*ASSIGNED TASK:*
All lines below containing the string "TimeUs" are to be copied.

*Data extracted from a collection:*

——————

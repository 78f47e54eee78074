//! Structural validation of container and system configurations.
//!
//! Validation collects every problem rather than stopping at the first;
//! a single problem is returned as-is, several as
//! [`ValidationError::Multiple`].

use std::collections::BTreeSet;

use thiserror::Error;

use crate::container::{ContainerConfig, FrameSizeConfig};
use crate::graph::{GraphConfig, PortRef};
use crate::system::SystemConfig;

/// Validation error types.
#[derive(Debug, Error, Clone, PartialEq, Eq)]
pub enum ValidationError {
    /// Two containers share a name.
    #[error("duplicate container name: {0}")]
    DuplicateContainer(String),

    /// An id is used twice where it must be unique.
    #[error("duplicate {what} id 0x{id:X}")]
    DuplicateId {
        /// Kind of id.
        what: &'static str,
        /// The id.
        id: u32,
    },

    /// A module names a subgraph that is not declared.
    #[error("module 0x{module:X} names unknown subgraph {subgraph}")]
    UnknownSubgraph {
        /// Module id.
        module: u32,
        /// Subgraph id.
        subgraph: u32,
    },

    /// A reference to a port that does not exist with the needed direction.
    #[error("{context}: no {direction} port {port}")]
    UnknownPort {
        /// Where the reference was found.
        context: String,
        /// Expected direction.
        direction: &'static str,
        /// The reference.
        port: PortRef,
    },

    /// A frame size of zero.
    #[error("container '{0}': frame size must be non-zero")]
    ZeroFrameSize(String),

    /// A delay path with id 0.
    #[error("path id 0 is reserved")]
    ZeroPathId,

    /// Multiple validation errors.
    #[error("multiple validation errors: {}", .0.iter().map(|e| e.to_string()).collect::<Vec<_>>().join("; "))]
    Multiple(Vec<ValidationError>),
}

/// Result type for validation operations.
pub type ValidationResult<T> = Result<T, ValidationError>;

fn collapse(mut errors: Vec<ValidationError>) -> ValidationResult<()> {
    match errors.len() {
        0 => Ok(()),
        1 => Err(errors.remove(0)),
        _ => Err(ValidationError::Multiple(errors)),
    }
}

fn check_unique(
    what: &'static str,
    ids: impl IntoIterator<Item = u32>,
    errors: &mut Vec<ValidationError>,
) {
    let mut seen = BTreeSet::new();
    for id in ids {
        if !seen.insert(id) {
            errors.push(ValidationError::DuplicateId { what, id });
        }
    }
}

fn check_port(
    ok: bool,
    context: &str,
    direction: &'static str,
    port: PortRef,
    errors: &mut Vec<ValidationError>,
) {
    if !ok {
        errors.push(ValidationError::UnknownPort {
            context: context.to_string(),
            direction,
            port,
        });
    }
}

fn graph_errors(name: &str, g: &GraphConfig, errors: &mut Vec<ValidationError>) {
    check_unique("subgraph", g.subgraphs.iter().map(|s| s.id), errors);
    check_unique("module", g.modules.iter().map(|m| m.id), errors);

    let sgs: BTreeSet<u32> = g.subgraphs.iter().map(|s| s.id).collect();
    for m in &g.modules {
        if !sgs.contains(&m.subgraph) {
            errors.push(ValidationError::UnknownSubgraph {
                module: m.id,
                subgraph: m.subgraph,
            });
        }
    }

    let ctx = format!("container '{name}' link");
    for l in &g.links {
        check_port(g.is_output(l.from), &ctx, "output", l.from, errors);
        check_port(g.is_input(l.to), &ctx, "input", l.to, errors);
    }
    let ctx = format!("container '{name}' external input");
    for e in &g.external_inputs {
        check_port(g.is_input(e.port), &ctx, "input", e.port, errors);
    }
    let ctx = format!("container '{name}' external output");
    for &p in &g.external_outputs {
        check_port(g.is_output(p), &ctx, "output", p, errors);
    }
    let ctx = format!("container '{name}' external control");
    for &p in &g.external_controls {
        let ok = g
            .module(p.module)
            .is_some_and(|m| m.controls.contains(&p.port));
        check_port(ok, &ctx, "control", p, errors);
    }
}

fn container_errors(c: &ContainerConfig, errors: &mut Vec<ValidationError>) {
    let zero_frame = matches!(
        c.frame_size,
        FrameSizeConfig::TimeUs(0) | FrameSizeConfig::Samples(0)
    ) || (c.frame_size == FrameSizeConfig::Default && c.policy.default_frame_len_us == 0);
    if zero_frame {
        errors.push(ValidationError::ZeroFrameSize(c.name.clone()));
    }
    graph_errors(&c.name, &c.graph, errors);
}

/// Validates one container configuration.
pub fn validate_container(c: &ContainerConfig) -> ValidationResult<()> {
    let mut errors = Vec::new();
    container_errors(c, &mut errors);
    collapse(errors)
}

/// Validates a system: every container, unique names and ids across
/// containers, connections between existing external ports, path ids.
pub fn validate_system(sys: &SystemConfig) -> ValidationResult<()> {
    let mut errors = Vec::new();

    let mut names = BTreeSet::new();
    for c in &sys.containers {
        if !names.insert(c.name.as_str()) {
            errors.push(ValidationError::DuplicateContainer(c.name.clone()));
        }
        container_errors(c, &mut errors);
    }
    check_unique("container instance", sys.containers.iter().map(|c| c.instance), &mut errors);
    check_unique(
        "module",
        sys.containers
            .iter()
            .flat_map(|c| c.graph.modules.iter().map(|m| m.id)),
        &mut errors,
    );

    let is_ext_out = |p: PortRef| {
        sys.containers
            .iter()
            .any(|c| c.graph.external_outputs.contains(&p))
    };
    let is_ext_in = |p: PortRef| {
        sys.containers
            .iter()
            .any(|c| c.graph.external_inputs.iter().any(|e| e.port == p))
    };
    for conn in &sys.connections {
        check_port(is_ext_out(conn.from), "connection", "external output", conn.from, &mut errors);
        check_port(is_ext_in(conn.to), "connection", "external input", conn.to, &mut errors);
    }

    for path in &sys.paths {
        if path.id == 0 {
            errors.push(ValidationError::ZeroPathId);
        }
    }
    check_unique("path", sys.paths.iter().map(|p| p.id), &mut errors);

    if errors.is_empty() {
        tracing::debug!(containers = sys.containers.len(), "system config valid");
    }
    collapse(errors)
}

#[cfg(test)]
mod tests {
    use super::*;
    use crate::graph::{ExternalInputConfig, LinkConfig, ModuleConfig, SubgraphConfig};
    use crate::system::{ConnectionConfig, PathConfig};

    fn container(name: &str, instance: u32, module: u32) -> ContainerConfig {
        ContainerConfig::new(name, instance).with_graph(GraphConfig {
            subgraphs: vec![SubgraphConfig {
                id: 1,
                scenario: Default::default(),
            }],
            modules: vec![ModuleConfig::new(module, 1).with_ports(&[0], &[1])],
            external_inputs: vec![ExternalInputConfig {
                port: PortRef::new(module, 0),
                media: None,
            }],
            external_outputs: vec![PortRef::new(module, 1)],
            ..GraphConfig::default()
        })
    }

    #[test]
    fn valid_container_passes() {
        assert_eq!(validate_container(&container("a", 0x4000, 0x10)), Ok(()));
    }

    #[test]
    fn zero_frame_size_is_rejected() {
        let c = container("a", 0x4000, 0x10).with_frame_size(FrameSizeConfig::TimeUs(0));
        assert_eq!(
            validate_container(&c),
            Err(ValidationError::ZeroFrameSize("a".into()))
        );
    }

    #[test]
    fn link_to_unknown_port_is_rejected() {
        let mut c = container("a", 0x4000, 0x10);
        c.graph.links.push(LinkConfig {
            from: PortRef::new(0x10, 1),
            to: PortRef::new(0x11, 0),
        });
        let err = validate_container(&c).unwrap_err();
        assert!(matches!(
            err,
            ValidationError::UnknownPort { direction: "input", .. }
        ));
        assert!(err.to_string().contains("0x11:0"), "got: {err}");
    }

    #[test]
    fn several_problems_are_collected() {
        let mut c = container("a", 0x4000, 0x10);
        c.graph.modules.push(ModuleConfig::new(0x10, 7));
        match validate_container(&c) {
            Err(ValidationError::Multiple(errs)) => {
                assert!(errs.contains(&ValidationError::DuplicateId {
                    what: "module",
                    id: 0x10
                }));
                assert!(errs.contains(&ValidationError::UnknownSubgraph {
                    module: 0x10,
                    subgraph: 7
                }));
            }
            other => panic!("expected multiple errors, got {other:?}"),
        }
    }

    #[test]
    fn system_checks_names_connections_and_paths() {
        let sys = SystemConfig {
            name: "s".into(),
            containers: vec![container("a", 0x4000, 0x10), container("a", 0x4100, 0x20)],
            connections: vec![ConnectionConfig {
                from: PortRef::new(0x10, 0),
                to: PortRef::new(0x20, 0),
            }],
            paths: vec![PathConfig {
                id: 0,
                vertices: Vec::new(),
            }],
        };
        let Err(ValidationError::Multiple(errs)) = validate_system(&sys) else {
            panic!("expected multiple errors");
        };
        assert!(errs.contains(&ValidationError::DuplicateContainer("a".into())));
        assert!(errs.contains(&ValidationError::ZeroPathId));
        assert!(errs.iter().any(|e| matches!(
            e,
            ValidationError::UnknownPort { direction: "external output", .. }
        )));
    }

    #[test]
    fn modules_must_be_unique_across_containers() {
        let sys = SystemConfig {
            containers: vec![container("a", 0x4000, 0x10), container("b", 0x4100, 0x10)],
            ..SystemConfig::default()
        };
        assert_eq!(
            validate_system(&sys),
            Err(ValidationError::DuplicateId {
                what: "module",
                id: 0x10
            })
        );
    }
}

——————

*RESULT BELOW:*
        FrameSizeConfig::TimeUs(0) | FrameSizeConfig::Samples(0)
        let c = container("a", 0x4000, 0x10).with_frame_size(FrameSizeConfig::TimeUs(0));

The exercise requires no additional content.